According to callers to Radio Free Asia’s Mandarin-language hotlines, however, all this is mostly hype. Skeptical of the reports in state media, a Fujian listener said, “Only last week they reported 1.5 billion yuan had been recovered. But just now I heard on the news that fully one-half of the 100 billion yuan owed to more than 90 million migrant workers has been recovered. Are they saying they managed to collect almost 50 billion yuan in a matter of days?” And a peasant from Anhui Province working in Guangdong said, “I haven’t seen a red cent!”

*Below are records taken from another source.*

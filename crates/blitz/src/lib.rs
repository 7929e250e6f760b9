//! Blitz - developer workspace bootstrapper.
//!
//! The core of this crate is the issue sync engine in [`sync`]: it keeps a
//! directory of Markdown issue files and the `issues` table of a local
//! `SQLite` database consistent in both directions. Around it sit the
//! project registry, container provisioning for a project's Postgres and
//! pgAdmin, and Python package scaffolding.

#![forbid(unsafe_code)]

// Public modules for library usage
pub mod db;
pub mod domain;
pub mod error;
pub mod identity;
pub mod report;
pub mod sync;

// Workspace context and configuration
pub mod app;
pub mod config;
pub mod output;

// External collaborators
pub mod provision;
pub mod scaffold;

// Public CLI module (needed by binary)
pub mod cli;

// Command implementations
pub mod commands;

pub use error::{Error, Result};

A glut of rural labor and growing urban prosperity are driving the migration to China’s cities that has been going on for 20 years. Some independent economists believe the number of migrants could be as high as 130 million. They come mainly from Anhui, Henan, Sichuan, Jiangxi, Hunan, and Hubei provinces, and work mostly in construction and the service sector. Thanks largely to their remittances home, rural incomes tripled between 1989 and 2001.
For a long time, internal migration was limited by the household registration system set up in the late 1950s. But in the mid-1980s, large numbers of peasants started moving to cities without permission. In 1993, the Beijing government relaxed the system, permitting millions to enter and work in cities on a temporary basis. Then in 2003 the government repealed a rule that allowed police to round up peasants seeking employment in cities without temporary residence certificates.
While China continues to encourage such migration, it hasn’t managed the resulting challenges well. Defaults on payments owed migrant workers are apparently common, especially in the construction industry, where developers sometimes default on payments to subcontractors, who in turn default on workers’ pay. Sometimes crooked middlemen skip town, leaving the workers in the lurch.
Poorly educated and low skilled, the migrants have little recourse. “We’re in no position to make demands,” said a Shanxi listener. “If you want to quit, go ahead. Nobody asked you to come here. If you are looking for laborers, just go to the train station and wave your hand. And they descend on you en masse.”
This listener had once worked in the southern boomtown of Shenzhen. After laboring for six months in construction and not getting paid, he’d returned to Shanxi Province. But what he earned from tilling the land in his village didn’t even cover the agricultural taxes and fees imposed by local officials. So he quit farming and took a job in a coal mine. Last year he survived an underground explosion that killed more than 30 miners. He said he would stick to mining, however, because “they actually pay us here.”
Several callers claimed that some migrants unable to recover back pay had committed suicide. A Shenzhen journalist and a cadre in rural Shandong corroborated this in separate interviews with RFA’s Mandarin Service. The cadre from Shandong disputed the official estimate that average arrears are 1,000 yuan ($120) per worker. He believes the actual figure is several times higher.
A Shanghai caller characterized the Lunar New Year as “a season of misery” for migrants. Pointing a finger at the central government for “abandoning the rural population,” he asked, “Why are they treated so badly? They are human beings too–each with two eyes, a nose, and flesh and blood.”
Former Premier Zhu Rongji once warned that China’s economic growth might be jeopardized if migrant workers weren’t allowed to enjoy their share. Two years in a row now, China’s new leaders have spent the Lunar New Year holiday visiting the rural poor. While their efforts to bond with the masses have not gone unnoticed, the prevailing sentiment among RFA-Mandarin callers is that the gesture may be too little, too late. As a 36-year-old salesman put it: “They do it because they feel a terrible sense of crisis. The people and the ruling elite are now on opposite sides. And the gap is getting wider and deeper.”
Jennifer Chou is director of Radio Free Asia’s Mandarin Service.